WAITS: /wayts/ n.  The mutant cousin of {{TOPS-10}} used
   on a handful of systems at {{SAIL}} up to 1990.  There was never
   an `official' expansion of WAITS (the name itself having been
   arrived at by a rather sideways process), but it was frequently
   glossed as `West-coast Alternative to ITS'.  Though WAITS was less
   visible than ITS, there was frequent exchange of people and ideas
   between the two communities, and innovations pioneered at WAITS
   exerted enormous indirect influence.  The early screen modes of
   {EMACS}, for example, were directly inspired by WAITS's `E'
   editor -- one of a family of editors that were the first to do
   `real-time editing', in which the editing commands were invisible
   and where one typed text at the point of insertion/overwriting.

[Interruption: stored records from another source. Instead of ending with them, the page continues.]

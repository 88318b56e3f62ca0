//! Template replies for join/like/follow/gift events.

use std::collections::BTreeMap;
use std::path::Path;

use rand::Rng;
use rand::seq::IndexedRandom;
use serde::{Deserialize, Serialize};

use crate::error::{CoreError, Result};

const USERNAME_PLACEHOLDER: &str = "{username}";

/// Templates for one event kind
#[derive(Debug, Clone, Default, PartialEq, Serialize, Deserialize)]
pub struct PresetSet {
    #[serde(default)]
    pub description: String,
    #[serde(default)]
    pub replies: Vec<String>,
}

/// All preset sets keyed by kind (`join`, `like`, `follow`, `gift`)
#[derive(Debug, Clone, Default, PartialEq, Serialize, Deserialize)]
#[serde(transparent)]
pub struct PresetStore {
    sets: BTreeMap<String, PresetSet>,
}

fn set(description: &str, replies: &[&str]) -> PresetSet {
    PresetSet {
        description: description.to_string(),
        replies: replies.iter().map(|r| r.to_string()).collect(),
    }
}

impl PresetStore {
    pub fn from_sets(sets: impl IntoIterator<Item = (String, PresetSet)>) -> Self {
        Self {
            sets: sets.into_iter().collect(),
        }
    }

    /// Built-in templates written when no preset file exists
    pub fn defaults() -> Self {
        Self::from_sets([
            (
                "join".to_string(),
                set(
                    "Reply when someone joins the stream",
                    &[
                        "Welcome {username} to the livestream!",
                        "Hello {username}, welcome to the stream!",
                        "{username} is here, welcome welcome!",
                        "Hi {username}, let's watch the stream together!",
                    ],
                ),
            ),
            (
                "like".to_string(),
                set(
                    "Reply when someone likes the stream",
                    &[
                        "Thank you {username} for the like!",
                        "{username} liked it, thanks for the support!",
                        "Got {username}'s like, so happy!",
                    ],
                ),
            ),
            (
                "follow".to_string(),
                set(
                    "Reply when someone follows",
                    &[
                        "Thank you {username} for following!",
                        "Welcome new follower {username}!",
                        "Thanks {username} for becoming a new fan!",
                    ],
                ),
            ),
            (
                "gift".to_string(),
                set(
                    "Reply when someone sends a gift",
                    &[
                        "Thank you {username} for the gift!",
                        "Wow, {username}'s gift is amazing!",
                        "Thank you {username} for the generous support!",
                    ],
                ),
            ),
        ])
    }

    /// Load presets from `path`, writing the defaults there if it is missing
    pub async fn load_or_create(path: &Path) -> Result<Self> {
        if !tokio::fs::try_exists(path).await.unwrap_or(false) {
            let store = Self::defaults();
            store.save(path).await?;
            tracing::info!("Created default presets at {}", path.display());
            return Ok(store);
        }

        let content = tokio::fs::read_to_string(path)
            .await
            .map_err(|e| CoreError::file_io(path.display().to_string(), e))?;
        serde_json::from_str(&content).map_err(|e| CoreError::SerializationError {
            data_type: format!("presets ({})", path.display()),
            cause: e,
        })
    }

    pub async fn save(&self, path: &Path) -> Result<()> {
        let content =
            serde_json::to_string_pretty(self).map_err(|e| CoreError::SerializationError {
                data_type: "presets".to_string(),
                cause: e,
            })?;
        if let Some(parent) = path.parent().filter(|p| !p.as_os_str().is_empty()) {
            tokio::fs::create_dir_all(parent)
                .await
                .map_err(|e| CoreError::file_io(parent.display().to_string(), e))?;
        }
        tokio::fs::write(path, content)
            .await
            .map_err(|e| CoreError::file_io(path.display().to_string(), e))
    }

    /// Whether `kind` has at least one template
    pub fn has_templates(&self, kind: &str) -> bool {
        self.sets.get(kind).is_some_and(|s| !s.replies.is_empty())
    }

    /// Pick a template for `kind` uniformly at random and fill in the name
    pub fn render<R: Rng + ?Sized>(
        &self,
        kind: &str,
        username: &str,
        rng: &mut R,
    ) -> Option<String> {
        let template = self.sets.get(kind)?.replies.choose(rng)?;
        Some(template.replace(USERNAME_PLACEHOLDER, username))
    }

    pub fn iter(&self) -> impl Iterator<Item = (&String, &PresetSet)> {
        self.sets.iter()
    }
}
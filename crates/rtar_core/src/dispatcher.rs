//! Bounded worker pool for reply generation.

use std::sync::Arc;
use std::time::Duration;

use tokio::sync::Semaphore;

use crate::context::ContextEntry;
use crate::error::{CoreError, Result};
use crate::generation::{GenerationRequest, ResponseGenerator};
use crate::message::Message;

/// Runs generation jobs on at most `max_workers` concurrent tasks and gives
/// each caller at most `timeout` to get its answer.
#[derive(Debug, Clone)]
pub struct Dispatcher {
    generator: Arc<dyn ResponseGenerator>,
    workers: Arc<Semaphore>,
    max_workers: usize,
    timeout: Duration,
}

impl Dispatcher {
    pub fn new(
        generator: Arc<dyn ResponseGenerator>,
        max_workers: usize,
        timeout: Duration,
    ) -> Self {
        let max_workers = max_workers.max(1);
        Self {
            generator,
            workers: Arc::new(Semaphore::new(max_workers)),
            max_workers,
            timeout,
        }
    }

    /// Generate a reply for `message` against a context snapshot.
    ///
    /// Single attempt. On timeout the job is cancelled and
    /// [`CoreError::GenerationTimeout`] returned; nothing is retried.
    pub async fn generate(&self, message: Message, context: Vec<ContextEntry>) -> Result<String> {
        let message_id = message.id.clone();
        let generator = self.generator.clone();
        let workers = self.workers.clone();
        let request = GenerationRequest { message, context };

        let job = tokio::spawn(async move {
            let _permit = workers.acquire_owned().await.map_err(|_| {
                CoreError::generation_msg(generator.name(), "", "worker pool is shut down")
            })?;
            generator.generate(&request).await
        });
        let abort = job.abort_handle();

        match tokio::time::timeout(self.timeout, job).await {
            Ok(Ok(result)) => result,
            Ok(Err(join_error)) => Err(CoreError::generation_msg(
                self.generator.name(),
                "",
                format!("generation worker failed: {}", join_error),
            )),
            Err(_) => {
                abort.abort();
                Err(CoreError::GenerationTimeout {
                    message_id,
                    timeout_secs: self.timeout.as_secs_f64(),
                })
            }
        }
    }

    /// Stop accepting jobs. Jobs already running are not waited for.
    pub fn shutdown(&self) {
        self.workers.close();
    }

    pub fn is_shut_down(&self) -> bool {
        self.workers.is_closed()
    }

    /// Jobs currently holding a worker
    pub fn busy_workers(&self) -> usize {
        self.max_workers
            .saturating_sub(self.workers.available_permits())
    }

    pub fn max_workers(&self) -> usize {
        self.max_workers
    }

    pub fn timeout(&self) -> Duration {
        self.timeout
    }
}

#[cfg(test)]
mod tests {
    use super::*;
    use crate::message::MessageClass;
    use async_trait::async_trait;
    use std::sync::atomic::{AtomicUsize, Ordering};

    #[derive(Debug)]
    struct SlowGenerator {
        delay: Duration,
        running: AtomicUsize,
        peak: AtomicUsize,
    }

    #[async_trait]
    impl ResponseGenerator for SlowGenerator {
        fn name(&self) -> &str {
            "slow"
        }

        async fn generate(&self, request: &GenerationRequest) -> Result<String> {
            let now = self.running.fetch_add(1, Ordering::SeqCst) + 1;
            self.peak.fetch_max(now, Ordering::SeqCst);
            tokio::time::sleep(self.delay).await;
            self.running.fetch_sub(1, Ordering::SeqCst);
            Ok(format!("re: {}", request.message.text))
        }
    }

    #[derive(Debug)]
    struct FailingGenerator;

    #[async_trait]
    impl ResponseGenerator for FailingGenerator {
        fn name(&self) -> &str {
            "failing"
        }

        async fn generate(&self, _request: &GenerationRequest) -> Result<String> {
            Err(CoreError::generation_msg("failing", "none", "rate limited"))
        }
    }

    fn message(id: &str) -> Message {
        Message {
            id: id.to_string(),
            sender_name: "Alice".to_string(),
            sender_id: None,
            text: format!("text {id}"),
            timestamp: 0.0,
            class: MessageClass::User,
            is_self: false,
        }
    }

    fn slow(delay: Duration) -> Arc<SlowGenerator> {
        Arc::new(SlowGenerator {
            delay,
            running: AtomicUsize::new(0),
            peak: AtomicUsize::new(0),
        })
    }

    #[tokio::test(start_paused = true)]
    async fn test_generates_within_timeout() {
        let dispatcher = Dispatcher::new(slow(Duration::from_secs(1)), 2, Duration::from_secs(5));
        let reply = dispatcher.generate(message("1"), vec![]).await.unwrap();
        assert_eq!(reply, "re: text 1");
    }

    #[tokio::test(start_paused = true)]
    async fn test_timeout_drops_job() {
        let generator = slow(Duration::from_secs(60));
        let dispatcher = Dispatcher::new(generator.clone(), 2, Duration::from_secs(5));

        let err = dispatcher.generate(message("1"), vec![]).await.unwrap_err();
        assert!(matches!(
            err,
            CoreError::GenerationTimeout { ref message_id, .. } if message_id == "1"
        ));

        // The cancelled job gives its worker back
        tokio::time::sleep(Duration::from_millis(1)).await;
        assert_eq!(dispatcher.busy_workers(), 0);
    }

    #[tokio::test]
    async fn test_provider_error_is_returned() {
        let dispatcher = Dispatcher::new(Arc::new(FailingGenerator), 1, Duration::from_secs(5));
        let err = dispatcher.generate(message("1"), vec![]).await.unwrap_err();
        assert!(matches!(err, CoreError::GenerationFailed { .. }));
    }

    #[tokio::test(start_paused = true)]
    async fn test_pool_caps_concurrency() {
        let generator = slow(Duration::from_secs(1));
        let dispatcher = Dispatcher::new(generator.clone(), 2, Duration::from_secs(30));

        let jobs: Vec<_> = (0..5)
            .map(|i| {
                let dispatcher = dispatcher.clone();
                tokio::spawn(async move {
                    dispatcher.generate(message(&i.to_string()), vec![]).await
                })
            })
            .collect();
        for job in jobs {
            job.await.unwrap().unwrap();
        }

        assert_eq!(generator.peak.load(Ordering::SeqCst), 2);
    }

    #[tokio::test]
    async fn test_shutdown_rejects_new_jobs() {
        let dispatcher = Dispatcher::new(slow(Duration::ZERO), 1, Duration::from_secs(5));
        dispatcher.shutdown();
        assert!(dispatcher.is_shut_down());
        assert!(dispatcher.generate(message("1"), vec![]).await.is_err());
    }
}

   The modern style of multi-region windowing is said to have
   originated there, and WAITS alumni at XEROX PARC and elsewhere
   played major roles in the developments that led to the XEROX Star,
   the Macintosh, and the Sun workstations.  Also invented there were
   {bucky bits} -- thus, the ALT key on every IBM PC is a WAITS
   legacy.  One notable WAITS feature seldom duplicated elsewhere was
   a news-wire interface that allowed WAITS hackers to read, store,
   and filter AP and UPI dispatches from their terminals; the system
   also featured a still-unusual level of support for what is now
   called `multimedia' computing, allowing analog audio and video
   signals to be switched to programming terminals.